━━━ Material for this exercise ━━━

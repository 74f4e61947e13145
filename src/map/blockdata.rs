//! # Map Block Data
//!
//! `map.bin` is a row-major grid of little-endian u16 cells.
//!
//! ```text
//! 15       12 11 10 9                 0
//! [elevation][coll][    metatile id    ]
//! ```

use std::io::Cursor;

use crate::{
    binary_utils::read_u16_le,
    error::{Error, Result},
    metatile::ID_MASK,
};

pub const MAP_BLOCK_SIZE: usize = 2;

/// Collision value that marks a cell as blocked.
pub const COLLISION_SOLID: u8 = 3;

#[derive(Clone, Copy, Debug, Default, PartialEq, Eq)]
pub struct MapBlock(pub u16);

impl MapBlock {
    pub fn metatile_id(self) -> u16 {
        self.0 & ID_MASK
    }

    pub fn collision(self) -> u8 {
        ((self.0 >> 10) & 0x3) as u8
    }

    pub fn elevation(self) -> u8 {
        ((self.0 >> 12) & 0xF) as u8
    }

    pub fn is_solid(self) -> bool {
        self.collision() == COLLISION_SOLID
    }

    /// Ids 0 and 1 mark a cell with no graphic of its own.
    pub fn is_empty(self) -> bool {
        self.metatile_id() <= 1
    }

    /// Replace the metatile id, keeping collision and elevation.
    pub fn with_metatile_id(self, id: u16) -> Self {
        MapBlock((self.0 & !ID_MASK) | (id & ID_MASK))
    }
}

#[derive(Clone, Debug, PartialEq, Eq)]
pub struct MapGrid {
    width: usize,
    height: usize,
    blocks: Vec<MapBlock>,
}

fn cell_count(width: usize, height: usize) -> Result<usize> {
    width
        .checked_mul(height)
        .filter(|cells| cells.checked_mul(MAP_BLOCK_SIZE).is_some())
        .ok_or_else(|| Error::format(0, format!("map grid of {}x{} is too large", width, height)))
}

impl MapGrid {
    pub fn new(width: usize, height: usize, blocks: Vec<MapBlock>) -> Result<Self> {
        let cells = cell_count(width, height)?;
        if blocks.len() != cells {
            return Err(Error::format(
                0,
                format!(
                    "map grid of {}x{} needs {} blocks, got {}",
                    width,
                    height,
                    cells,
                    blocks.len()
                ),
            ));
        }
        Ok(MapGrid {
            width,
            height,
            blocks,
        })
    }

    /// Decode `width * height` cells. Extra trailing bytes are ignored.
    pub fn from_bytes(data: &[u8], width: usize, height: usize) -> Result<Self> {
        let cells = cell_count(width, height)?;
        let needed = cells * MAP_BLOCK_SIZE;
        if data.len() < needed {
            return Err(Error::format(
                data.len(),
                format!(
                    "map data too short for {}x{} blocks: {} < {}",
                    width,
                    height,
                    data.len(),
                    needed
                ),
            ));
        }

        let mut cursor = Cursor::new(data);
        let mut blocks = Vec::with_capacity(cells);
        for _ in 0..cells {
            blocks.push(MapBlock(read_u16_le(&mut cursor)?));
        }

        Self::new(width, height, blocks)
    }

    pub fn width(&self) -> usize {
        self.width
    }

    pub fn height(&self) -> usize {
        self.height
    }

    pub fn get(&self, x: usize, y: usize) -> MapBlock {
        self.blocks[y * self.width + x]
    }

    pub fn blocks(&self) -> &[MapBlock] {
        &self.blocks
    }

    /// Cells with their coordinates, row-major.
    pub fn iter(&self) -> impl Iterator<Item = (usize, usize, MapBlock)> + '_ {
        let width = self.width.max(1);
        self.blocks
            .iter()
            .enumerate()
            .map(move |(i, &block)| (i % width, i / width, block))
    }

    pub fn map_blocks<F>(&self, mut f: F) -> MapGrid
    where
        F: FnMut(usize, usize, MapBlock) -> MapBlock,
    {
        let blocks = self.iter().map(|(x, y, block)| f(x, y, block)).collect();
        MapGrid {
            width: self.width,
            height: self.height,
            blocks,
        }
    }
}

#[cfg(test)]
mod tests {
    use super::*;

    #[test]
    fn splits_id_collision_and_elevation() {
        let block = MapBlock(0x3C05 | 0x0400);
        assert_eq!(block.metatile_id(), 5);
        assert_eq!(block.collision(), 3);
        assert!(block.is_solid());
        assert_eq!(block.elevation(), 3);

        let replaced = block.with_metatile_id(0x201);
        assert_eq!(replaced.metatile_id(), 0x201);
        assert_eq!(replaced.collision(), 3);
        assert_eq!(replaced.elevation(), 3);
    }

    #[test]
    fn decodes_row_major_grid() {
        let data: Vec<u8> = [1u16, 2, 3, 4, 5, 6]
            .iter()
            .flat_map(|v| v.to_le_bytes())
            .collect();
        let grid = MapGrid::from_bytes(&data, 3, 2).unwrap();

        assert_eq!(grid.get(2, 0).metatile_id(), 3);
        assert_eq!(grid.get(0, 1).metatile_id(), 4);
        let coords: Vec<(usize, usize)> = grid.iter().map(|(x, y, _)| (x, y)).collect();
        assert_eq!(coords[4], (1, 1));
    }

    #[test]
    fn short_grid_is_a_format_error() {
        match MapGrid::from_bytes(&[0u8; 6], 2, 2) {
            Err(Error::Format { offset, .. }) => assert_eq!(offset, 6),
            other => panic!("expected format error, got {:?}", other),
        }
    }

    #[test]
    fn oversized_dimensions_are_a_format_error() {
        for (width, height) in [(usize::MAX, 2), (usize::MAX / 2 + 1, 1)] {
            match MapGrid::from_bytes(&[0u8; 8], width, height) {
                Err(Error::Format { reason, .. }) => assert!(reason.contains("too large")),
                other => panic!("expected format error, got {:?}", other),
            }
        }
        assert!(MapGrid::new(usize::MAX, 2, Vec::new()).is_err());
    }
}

━━━

Only the lines containing "replaced" are needed; copy each of them from the data.

        let replaced = block.with_metatile_id(0x201);
        assert_eq!(replaced.metatile_id(), 0x201);
        assert_eq!(replaced.collision(), 3);
        assert_eq!(replaced.elevation(), 3);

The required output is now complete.